BEGIN Source material
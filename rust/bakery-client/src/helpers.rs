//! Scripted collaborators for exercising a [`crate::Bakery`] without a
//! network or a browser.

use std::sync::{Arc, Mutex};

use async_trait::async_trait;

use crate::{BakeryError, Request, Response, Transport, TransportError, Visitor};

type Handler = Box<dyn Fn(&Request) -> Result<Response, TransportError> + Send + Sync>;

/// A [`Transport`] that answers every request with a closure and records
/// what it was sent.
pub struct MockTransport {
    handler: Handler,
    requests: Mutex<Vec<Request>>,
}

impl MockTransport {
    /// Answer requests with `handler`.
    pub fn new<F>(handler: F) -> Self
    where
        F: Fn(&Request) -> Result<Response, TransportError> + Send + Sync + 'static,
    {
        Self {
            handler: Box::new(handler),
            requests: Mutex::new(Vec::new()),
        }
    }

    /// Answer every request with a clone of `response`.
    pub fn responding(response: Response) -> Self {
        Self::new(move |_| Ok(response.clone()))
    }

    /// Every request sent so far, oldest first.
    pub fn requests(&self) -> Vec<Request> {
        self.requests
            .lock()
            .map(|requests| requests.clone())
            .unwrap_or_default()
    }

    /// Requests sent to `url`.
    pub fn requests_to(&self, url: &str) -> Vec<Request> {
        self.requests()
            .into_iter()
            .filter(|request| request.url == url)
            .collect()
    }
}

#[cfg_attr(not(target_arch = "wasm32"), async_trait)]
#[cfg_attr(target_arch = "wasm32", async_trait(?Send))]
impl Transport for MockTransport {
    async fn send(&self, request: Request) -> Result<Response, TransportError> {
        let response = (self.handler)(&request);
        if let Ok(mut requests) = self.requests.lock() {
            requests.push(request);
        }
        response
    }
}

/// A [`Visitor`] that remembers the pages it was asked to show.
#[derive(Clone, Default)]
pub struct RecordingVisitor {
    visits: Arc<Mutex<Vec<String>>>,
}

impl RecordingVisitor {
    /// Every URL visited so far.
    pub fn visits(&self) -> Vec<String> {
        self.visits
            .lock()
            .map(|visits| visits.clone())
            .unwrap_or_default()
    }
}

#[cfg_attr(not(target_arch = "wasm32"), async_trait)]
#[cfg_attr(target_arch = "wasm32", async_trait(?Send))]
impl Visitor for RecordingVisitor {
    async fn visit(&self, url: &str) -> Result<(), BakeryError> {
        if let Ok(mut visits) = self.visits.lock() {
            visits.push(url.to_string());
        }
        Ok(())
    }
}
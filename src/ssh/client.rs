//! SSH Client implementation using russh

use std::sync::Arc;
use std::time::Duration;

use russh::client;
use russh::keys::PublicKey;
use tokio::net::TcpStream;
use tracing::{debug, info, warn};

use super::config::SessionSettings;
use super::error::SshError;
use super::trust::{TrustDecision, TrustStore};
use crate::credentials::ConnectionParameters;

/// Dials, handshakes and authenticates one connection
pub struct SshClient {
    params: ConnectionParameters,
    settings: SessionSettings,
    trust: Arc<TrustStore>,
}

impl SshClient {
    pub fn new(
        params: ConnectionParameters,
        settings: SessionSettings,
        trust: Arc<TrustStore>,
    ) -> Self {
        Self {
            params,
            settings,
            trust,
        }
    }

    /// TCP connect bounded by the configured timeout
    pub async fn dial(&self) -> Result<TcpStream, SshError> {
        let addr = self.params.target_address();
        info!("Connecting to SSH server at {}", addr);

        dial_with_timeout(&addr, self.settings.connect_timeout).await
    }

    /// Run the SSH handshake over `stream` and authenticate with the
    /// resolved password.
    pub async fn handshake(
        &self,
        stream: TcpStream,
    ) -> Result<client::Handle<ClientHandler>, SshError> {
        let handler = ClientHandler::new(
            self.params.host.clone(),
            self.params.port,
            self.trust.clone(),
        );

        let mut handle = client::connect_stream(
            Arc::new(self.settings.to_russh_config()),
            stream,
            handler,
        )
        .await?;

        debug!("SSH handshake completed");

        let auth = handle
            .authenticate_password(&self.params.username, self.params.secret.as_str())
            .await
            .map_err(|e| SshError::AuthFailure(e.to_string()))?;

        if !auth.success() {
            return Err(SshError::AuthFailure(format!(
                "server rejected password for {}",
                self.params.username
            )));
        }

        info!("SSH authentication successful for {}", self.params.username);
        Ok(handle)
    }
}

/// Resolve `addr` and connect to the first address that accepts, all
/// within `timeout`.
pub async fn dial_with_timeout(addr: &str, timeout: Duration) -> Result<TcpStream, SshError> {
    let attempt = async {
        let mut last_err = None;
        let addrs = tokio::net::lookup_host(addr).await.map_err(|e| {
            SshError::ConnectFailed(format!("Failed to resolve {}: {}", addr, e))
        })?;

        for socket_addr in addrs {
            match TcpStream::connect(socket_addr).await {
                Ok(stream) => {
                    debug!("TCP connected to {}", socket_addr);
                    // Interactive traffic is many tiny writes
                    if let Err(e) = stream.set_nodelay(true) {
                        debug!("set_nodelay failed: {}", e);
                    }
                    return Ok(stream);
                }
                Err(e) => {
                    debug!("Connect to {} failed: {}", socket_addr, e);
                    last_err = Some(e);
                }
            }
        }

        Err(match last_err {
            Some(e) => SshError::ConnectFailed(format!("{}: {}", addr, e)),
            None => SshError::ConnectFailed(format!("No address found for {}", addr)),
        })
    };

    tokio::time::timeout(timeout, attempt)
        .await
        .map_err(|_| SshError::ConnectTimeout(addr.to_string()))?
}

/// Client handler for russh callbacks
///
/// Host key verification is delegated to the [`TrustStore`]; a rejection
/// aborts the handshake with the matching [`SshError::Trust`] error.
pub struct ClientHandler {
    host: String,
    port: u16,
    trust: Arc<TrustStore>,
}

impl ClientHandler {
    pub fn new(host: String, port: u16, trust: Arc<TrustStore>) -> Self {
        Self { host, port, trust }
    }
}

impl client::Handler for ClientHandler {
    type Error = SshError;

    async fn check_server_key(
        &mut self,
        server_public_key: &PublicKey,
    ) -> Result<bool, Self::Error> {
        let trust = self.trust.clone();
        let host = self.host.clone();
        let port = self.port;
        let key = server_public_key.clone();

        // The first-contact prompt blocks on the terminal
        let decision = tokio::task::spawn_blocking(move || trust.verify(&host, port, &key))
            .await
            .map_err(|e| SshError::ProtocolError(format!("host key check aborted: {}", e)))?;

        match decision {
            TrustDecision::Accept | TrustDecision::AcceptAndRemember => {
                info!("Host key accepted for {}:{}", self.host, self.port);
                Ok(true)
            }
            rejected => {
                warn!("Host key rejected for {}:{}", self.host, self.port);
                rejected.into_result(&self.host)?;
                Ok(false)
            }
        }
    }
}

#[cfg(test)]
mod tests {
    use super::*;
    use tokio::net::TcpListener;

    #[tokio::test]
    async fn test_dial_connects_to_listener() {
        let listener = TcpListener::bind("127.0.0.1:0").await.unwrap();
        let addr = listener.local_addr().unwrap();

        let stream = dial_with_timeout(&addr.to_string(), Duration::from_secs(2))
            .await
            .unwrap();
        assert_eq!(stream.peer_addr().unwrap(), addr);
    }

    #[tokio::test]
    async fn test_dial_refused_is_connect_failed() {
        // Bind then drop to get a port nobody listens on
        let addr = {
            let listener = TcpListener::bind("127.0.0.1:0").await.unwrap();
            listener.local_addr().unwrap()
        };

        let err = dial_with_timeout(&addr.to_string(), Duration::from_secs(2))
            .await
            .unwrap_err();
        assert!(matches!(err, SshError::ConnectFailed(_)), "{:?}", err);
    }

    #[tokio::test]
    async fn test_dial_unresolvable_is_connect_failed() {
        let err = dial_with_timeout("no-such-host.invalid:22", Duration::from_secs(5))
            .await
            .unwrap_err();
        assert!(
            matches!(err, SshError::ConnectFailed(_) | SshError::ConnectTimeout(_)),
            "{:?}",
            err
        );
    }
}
END Source material
Activity - Here the answer is the exact run of lines above, from the line with "use super::*;" down to the last, and nothing else.

Solution to this problem -
    use super::*;
    use tokio::net::TcpListener;

    #[tokio::test]
    async fn test_dial_connects_to_listener() {
        let listener = TcpListener::bind("127.0.0.1:0").await.unwrap();
        let addr = listener.local_addr().unwrap();

        let stream = dial_with_timeout(&addr.to_string(), Duration::from_secs(2))
            .await
            .unwrap();
        assert_eq!(stream.peer_addr().unwrap(), addr);
    }

    #[tokio::test]
    async fn test_dial_refused_is_connect_failed() {
        // Bind then drop to get a port nobody listens on
        let addr = {
            let listener = TcpListener::bind("127.0.0.1:0").await.unwrap();
            listener.local_addr().unwrap()
        };

        let err = dial_with_timeout(&addr.to_string(), Duration::from_secs(2))
            .await
            .unwrap_err();
        assert!(matches!(err, SshError::ConnectFailed(_)), "{:?}", err);
    }

    #[tokio::test]
    async fn test_dial_unresolvable_is_connect_failed() {
        let err = dial_with_timeout("no-such-host.invalid:22", Duration::from_secs(5))
            .await
            .unwrap_err();
        assert!(
            matches!(err, SshError::ConnectFailed(_) | SshError::ConnectTimeout(_)),
            "{:?}",
            err
        );
    }
}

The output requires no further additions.